Ripple as CBDC infrastructure provider

Diving deeper into

Ripple

Company Report
Ripple is positioned to become a key infrastructure provider.
Analyzed 8 sources

Ripple’s opening is that central banks need a software vendor more than they need another token. In CBDCs, the hard part is not creating a digital coin, it is giving a central bank a system to issue it, move it between wallets, set rules, and connect it to existing banks and payment rails. That plays directly to Ripple’s strengths in bank integrations, settlement software, custody, and regulated digital asset infrastructure.

  • Ripple has moved beyond theory into government pilots. It announced a CBDC platform for central banks and has public projects with Bhutan, Palau, and Colombia tied to issuing digital money or upgrading state payment systems.
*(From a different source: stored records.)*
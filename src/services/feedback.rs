//! Feedback generation: transcript serialization and scored evaluation.
//!
//! DESIGN
//! ======
//! The evaluation never reuses the interview's conversational context: the
//! transcript is embedded in a fresh, stateless prompt so the evaluator
//! sees the exchange as data, not as a conversation to join. The first
//! result is cached on the session; a regenerate request re-rolls it
//! explicitly instead of paying for a new non-deterministic call on every
//! re-display.

use std::sync::OnceLock;

use uuid::Uuid;

use crate::llm::types::LlmError;
use crate::services::session::SessionError;
use crate::state::{AppState, Phase, Turn};

/// Evaluator persona. The two-line format contract matters: the client
/// renders the result verbatim.
pub const FEEDBACK_SYSTEM_INSTRUCTION: &str = "You are a helpful tool that provides feedback on an interviewee's performance.\n\
Before the Feedback, give a score from 1 to 10.\n\
Follow this exact format:\n\
Overall Score: //Your score\n\
Feedback: //Here you put your feedback\n\
Give only the score and feedback; do not ask any additional questions.\n";

const DEFAULT_FEEDBACK_MAX_TOKENS: u32 = 1024;

fn feedback_max_tokens() -> u32 {
    static VALUE: OnceLock<u32> = OnceLock::new();
    *VALUE.get_or_init(|| {
        std::env::var("FEEDBACK_MAX_TOKENS")
            .ok()
            .and_then(|v| v.parse().ok())
            .unwrap_or(DEFAULT_FEEDBACK_MAX_TOKENS)
    })
}

// =============================================================================
// TYPES
// =============================================================================

#[derive(Debug, thiserror::Error)]
pub enum FeedbackError {
    #[error(transparent)]
    Session(#[from] SessionError),
    #[error("interview is not complete in phase {0}")]
    NotComplete(Phase),
    #[error(transparent)]
    Llm(#[from] LlmError),
}

impl crate::error::ErrorCode for FeedbackError {
    fn error_code(&self) -> &'static str {
        match self {
            Self::Session(e) => e.error_code(),
            Self::NotComplete(_) => "E_NOT_COMPLETE",
            Self::Llm(e) => e.error_code(),
        }
    }

    fn retryable(&self) -> bool {
        match self {
            Self::Session(e) => e.retryable(),
            Self::Llm(e) => e.retryable(),
            Self::NotComplete(_) => false,
        }
    }
}

// =============================================================================
// TRANSCRIPT
// =============================================================================

/// Render every turn as `"<role>: <text>"` joined by newlines, in original
/// order.
#[must_use]
pub fn transcript(turns: &[Turn]) -> String {
    turns
        .iter()
        .map(|turn| format!("{}: {}", turn.role.as_str(), turn.text))
        .collect::<Vec<_>>()
        .join("\n")
}

/// Embed the transcript in the stateless evaluation prompt.
#[must_use]
pub fn evaluation_prompt(transcript: &str) -> String {
    format!(
        "This is the interview you need to evaluate. Keep in mind that you are only a tool \
         and you shouldn't engage in any conversation:\n\n{transcript}"
    )
}

// =============================================================================
// GENERATION
// =============================================================================

/// Return the scored evaluation for a completed interview.
///
/// The first successful call moves the session to `Feedback` and caches
/// the result; later calls return the cache unless `regenerate` is set.
///
/// # Errors
///
/// Returns `NotComplete` before the cap is reached, `LlmNotConfigured`
/// without a provider client, and any provider failure as `Llm`.
pub async fn get_feedback(state: &AppState, id: Uuid, regenerate: bool) -> Result<String, FeedbackError> {
    let turns = {
        let mut sessions = state.sessions.write().await;
        let session = sessions.get_mut(&id).ok_or(SessionError::NotFound(id))?;
        match session.phase {
            Phase::Capped | Phase::Feedback => {}
            phase => return Err(FeedbackError::NotComplete(phase)),
        }
        session.phase = Phase::Feedback;
        if !regenerate {
            if let Some(cached) = &session.feedback {
                return Ok(cached.clone());
            }
        }
        session.messages.clone()
    };

    let llm = state.llm.clone().ok_or(SessionError::LlmNotConfigured)?;
    let prompt = evaluation_prompt(&transcript(&turns));
    let text = llm
        .generate(feedback_max_tokens(), FEEDBACK_SYSTEM_INSTRUCTION, &prompt)
        .await?;
    tracing::info!(session_id = %id, chars = text.len(), "feedback generated");

    let mut sessions = state.sessions.write().await;
    if let Some(session) = sessions.get_mut(&id) {
        session.feedback = Some(text.clone());
    }
    Ok(text)
}

#[cfg(test)]
#[path = "feedback_test.rs"]
mod tests;
//! Router assembly.
//!
//! The browser UI is an external collaborator; this service only exposes
//! the session API it consumes. CORS is wide open: single-user tool, no
//! credentials.

pub mod sessions;

use axum::Router;
use axum::http::StatusCode;
use axum::routing::{get, post};
use tower_http::cors::{Any, CorsLayer};
use tower_http::trace::TraceLayer;

use crate::state::AppState;

pub fn app(state: AppState) -> Router {
    let cors = CorsLayer::new()
        .allow_origin(Any)
        .allow_methods(Any)
        .allow_headers(Any);

    Router::new()
        .route("/api/sessions", post(sessions::create_session))
        .route(
            "/api/sessions/{id}",
            get(sessions::get_session).delete(sessions::reset_session),
        )
        .route("/api/sessions/{id}/setup", post(sessions::complete_setup))
        .route("/api/sessions/{id}/messages", post(sessions::submit_message))
        .route("/api/sessions/{id}/feedback", post(sessions::get_feedback))
        .route("/healthz", get(healthz))
        .layer(TraceLayer::new_for_http())
        .layer(cors)
        .with_state(state)
}

async fn healthz() -> StatusCode {
    StatusCode::OK
}
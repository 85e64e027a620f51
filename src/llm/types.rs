//! LLM types: provider-neutral message types and errors.
//!
//! Shared by the Anthropic and `OpenAI` clients. Content is plain text;
//! the interview exchanges nothing structured.

use std::pin::Pin;

use futures::Stream;
use serde::{Deserialize, Serialize};

// =============================================================================
// ERROR
// =============================================================================

/// Errors produced by LLM client operations.
#[derive(Debug, thiserror::Error)]
pub enum LlmError {
    /// A configuration value could not be parsed.
    #[error("config parse failed: {0}")]
    ConfigParse(String),

    /// The required API key environment variable is not set.
    #[error("missing API key: env var {var} not set")]
    MissingApiKey { var: String },

    /// The HTTP request to the LLM provider failed.
    #[error("API request failed: {0}")]
    ApiRequest(String),

    /// The LLM provider returned a non-success HTTP status.
    #[error("API response error: status {status}")]
    ApiResponse { status: u16, body: String },

    /// The LLM provider response body could not be deserialized.
    #[error("API response parse failed: {0}")]
    ApiParse(String),

    /// The provider declined to produce content for safety/policy reasons.
    /// May surface mid-stream; the partial reply must be discarded.
    #[error("response blocked by provider policy: {reason}")]
    ContentBlocked { reason: String },

    /// The underlying HTTP client could not be constructed.
    #[error("HTTP client build failed: {0}")]
    HttpClientBuild(String),
}

impl crate::error::ErrorCode for LlmError {
    fn error_code(&self) -> &'static str {
        match self {
            Self::ConfigParse(_) => "E_CONFIG_PARSE",
            Self::MissingApiKey { .. } => "E_MISSING_API_KEY",
            Self::ApiRequest(_) => "E_API_REQUEST",
            Self::ApiResponse { .. } => "E_API_RESPONSE",
            Self::ApiParse(_) => "E_API_PARSE",
            Self::ContentBlocked { .. } => "E_CONTENT_BLOCKED",
            Self::HttpClientBuild(_) => "E_HTTP_CLIENT_BUILD",
        }
    }

    fn retryable(&self) -> bool {
        matches!(self, Self::ApiRequest(_) | Self::ApiResponse { status: 429 | 500..=599, .. })
    }
}

// =============================================================================
// MESSAGE TYPES
// =============================================================================

/// A single message in a conversation, in provider wire vocabulary.
#[derive(Debug, Clone, Serialize, Deserialize)]
pub struct Message {
    pub role: String,
    pub content: String,
}

impl Message {
    #[must_use]
    pub fn user(content: impl Into<String>) -> Self {
        Self { role: "user".into(), content: content.into() }
    }

    #[must_use]
    pub fn assistant(content: impl Into<String>) -> Self {
        Self { role: "assistant".into(), content: content.into() }
    }
}

/// A lazy, finite sequence of reply text chunks. Ends after the terminal
/// chunk; a mid-stream policy block or transport failure surfaces as an
/// `Err` item and terminates the stream. Dropping the stream cancels the
/// underlying request.
pub type ReplyStream = Pin<Box<dyn Stream<Item = Result<String, LlmError>> + Send>>;

// =============================================================================
// LLM CHAT TRAIT
// =============================================================================

/// Provider-neutral async trait for LLM access. Enables mocking in tests.
#[async_trait::async_trait]
pub trait LlmChat: Send + Sync {
    /// Send the accumulated conversation to the provider and stream the
    /// reply incrementally.
    ///
    /// # Errors
    ///
    /// Returns an [`LlmError`] if the request cannot be issued or the
    /// provider rejects it; stream items carry mid-stream failures.
    async fn stream_chat(
        &self,
        max_tokens: u32,
        system: &str,
        messages: &[Message],
    ) -> Result<ReplyStream, LlmError>;

    /// Stateless single-prompt generation with no conversational context.
    ///
    /// # Errors
    ///
    /// Returns an [`LlmError`] if the request fails, the response is
    /// malformed, or the provider blocks the content.
    async fn generate(&self, max_tokens: u32, system: &str, prompt: &str) -> Result<String, LlmError>;
}

#[cfg(test)]
#[path = "types_test.rs"]
mod tests;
That matters because public sector infrastructure vendors are usually chosen only after long technical and policy review cycles.
  • The product overlap with RippleNet is concrete. A central bank needs the same building blocks that banks use for cross border payments, identity checks, transaction messaging, asset custody, and controlled settlement. Ripple is effectively trying to sell the government version of the same rails it already sells to financial institutions.
  • The closest comparison is not a stablecoin issuer like Circle, which makes money from reserve income on tokens in circulation. Ripple is aiming for the picks and shovels layer, the software and plumbing underneath issuance and transfer. If that layer wins, it can support CBDCs, stablecoins, and tokenized deposits on the same stack.

This is heading toward a market where governments and banks want digital cash systems that look modern but still keep policy control. If Ripple keeps landing pilots and turns them into production systems, it can become the backend vendor for sovereign and institutional money movement, with custody and tokenization extending that footprint well beyond payments.